DATA UNDER STUDY:
//! Interpolating additive resynthesis over an analysis table.
//!
//! Runs inside the real-time callback: every call is O(voices), takes no
//! locks and never allocates.

use std::sync::Arc;

use super::oscillator::Sine;
use super::sine_table::SineTable;
use crate::analysis::AnalysisTable;
use crate::error::{MorphError, MorphResult};

/// Bracketing frames and blend weights for one sample position
#[derive(Debug, Clone, Copy, PartialEq)]
pub struct FramePosition {
    pub low: usize,
    pub high: usize,
    pub lower_weight: f64,
    pub upper_weight: f64,
}

/// Looping oscillator bank driven by table frames
#[derive(Debug)]
pub struct ResynthesisEngine {
    /// Table that drives the oscillators
    primary: AnalysisTable,
    /// Analyzed and normalized, only bounds the loop length
    secondary: AnalysisTable,
    oscillators: Vec<Sine>,
    /// Running sample counter in `[0, sample_limit)`
    position: usize,
    sample_limit: usize,
    frame_limit: usize,
}

impl ResynthesisEngine {
    /// Build an engine over two normalized tables.
    ///
    /// The loop covers the shorter table: `min(frames) * hop_size` samples.
    pub fn new(
        primary: AnalysisTable,
        secondary: AnalysisTable,
        hop_size: usize,
        sine_table: Arc<SineTable>,
        sample_rate_hz: f64,
    ) -> MorphResult<Self> {
        let voices = primary.voices();
        if voices == 0 || secondary.voices() != voices {
            return Err(MorphError::InvalidConfig(format!(
                "voice counts must match and be > 0, got {} and {}",
                voices,
                secondary.voices()
            )));
        }
        if hop_size == 0 {
            return Err(MorphError::InvalidConfig("Hop size must be > 0".to_string()));
        }

        let frame_limit = primary.frame_count().min(secondary.frame_count());
        if frame_limit == 0 {
            return Err(MorphError::InvalidConfig(
                "both recordings need at least one analysis frame".to_string(),
            ));
        }

        let oscillators = (0..voices)
            .map(|_| Sine::new(Arc::clone(&sine_table), sample_rate_hz))
            .collect();

        Ok(Self {
            primary,
            secondary,
            oscillators,
            position: 0,
            sample_limit: frame_limit * hop_size,
            frame_limit,
        })
    }

    pub fn voices(&self) -> usize {
        self.oscillators.len()
    }

    pub fn primary(&self) -> &AnalysisTable {
        &self.primary
    }

    pub fn secondary(&self) -> &AnalysisTable {
        &self.secondary
    }

    pub fn oscillators(&self) -> &[Sine] {
        &self.oscillators
    }

    /// Current sample counter
    pub fn position(&self) -> usize {
        self.position
    }

    /// Samples in one loop (`s_limit`)
    pub fn loop_len(&self) -> usize {
        self.sample_limit
    }

    /// Frames available to playback (`frame_limit`)
    pub fn frame_limit(&self) -> usize {
        self.frame_limit
    }

    /// Move the sample counter, wrapping into the loop
    pub fn seek(&mut self, position: usize) {
        self.position = position % self.sample_limit;
    }

    /// Map the current counter to its bracketing frames.
    ///
    /// Both indices are clamped to the last frame, so the final hop holds
    /// that frame's values instead of reading past the table.
    pub fn frame_position(&self) -> FramePosition {
        let t = self.position as f64 / self.sample_limit as f64 * self.frame_limit as f64;
        let last = self.frame_limit - 1;
        let floor = t as usize;
        let low = floor.min(last);
        let high = (floor + 1).min(last);
        let upper_weight = t - low as f64;

        FramePosition {
            low,
            high,
            lower_weight: 1.0 - upper_weight,
            upper_weight,
        }
    }

    /// Produce one mono sample and advance the counter
    pub fn next_sample(&mut self) -> f64 {
        let FramePosition {
            low,
            high,
            lower_weight,
            upper_weight,
        } = self.frame_position();

        let low_frame = self.primary.frame(low);
        let high_frame = self.primary.frame(high);

        let mut sum = 0.0;
        for ((osc, lo), hi) in self
            .oscillators
            .iter_mut()
            .zip(low_frame.iter())
            .zip(high_frame.iter())
        {
            let freq = lower_weight * lo.frequency + upper_weight * hi.frequency;
            let amp = lower_weight * lo.amplitude + upper_weight * hi.amplitude;
            osc.set_frequency(freq);
            sum += amp * osc.next_sample();
        }

        // Fixed headroom: divide by voice count
        let out = sum / self.oscillators.len() as f64;

        self.position += 1;
        if self.position == self.sample_limit {
            self.position = 0;
        }
        out
    }

    /// Fill an interleaved buffer, duplicating each mono sample to every channel
    pub fn fill_interleaved(&mut self, out: &mut [f32], channels: usize) {
        for frame in out.chunks_mut(channels.max(1)) {
            let value = self.next_sample() as f32;
            frame.fill(value);
        }
    }
}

WHAT TO PRODUCE: Nothing but the lines from the one holding "its bracketing frames." through the last line of the data may be output, and each must match exactly.

EXERCISE SOLUTION:
    /// Map the current counter to its bracketing frames.
    ///
    /// Both indices are clamped to the last frame, so the final hop holds
    /// that frame's values instead of reading past the table.
    pub fn frame_position(&self) -> FramePosition {
        let t = self.position as f64 / self.sample_limit as f64 * self.frame_limit as f64;
        let last = self.frame_limit - 1;
        let floor = t as usize;
        let low = floor.min(last);
        let high = (floor + 1).min(last);
        let upper_weight = t - low as f64;

        FramePosition {
            low,
            high,
            lower_weight: 1.0 - upper_weight,
            upper_weight,
        }
    }

    /// Produce one mono sample and advance the counter
    pub fn next_sample(&mut self) -> f64 {
        let FramePosition {
            low,
            high,
            lower_weight,
            upper_weight,
        } = self.frame_position();

        let low_frame = self.primary.frame(low);
        let high_frame = self.primary.frame(high);

        let mut sum = 0.0;
        for ((osc, lo), hi) in self
            .oscillators
            .iter_mut()
            .zip(low_frame.iter())
            .zip(high_frame.iter())
        {
            let freq = lower_weight * lo.frequency + upper_weight * hi.frequency;
            let amp = lower_weight * lo.amplitude + upper_weight * hi.amplitude;
            osc.set_frequency(freq);
            sum += amp * osc.next_sample();
        }

        // Fixed headroom: divide by voice count
        let out = sum / self.oscillators.len() as f64;

        self.position += 1;
        if self.position == self.sample_limit {
            self.position = 0;
        }
        out
    }

    /// Fill an interleaved buffer, duplicating each mono sample to every channel
    pub fn fill_interleaved(&mut self, out: &mut [f32], channels: usize) {
        for frame in out.chunks_mut(channels.max(1)) {
            let value = self.next_sample() as f32;
            frame.fill(value);
        }
    }
}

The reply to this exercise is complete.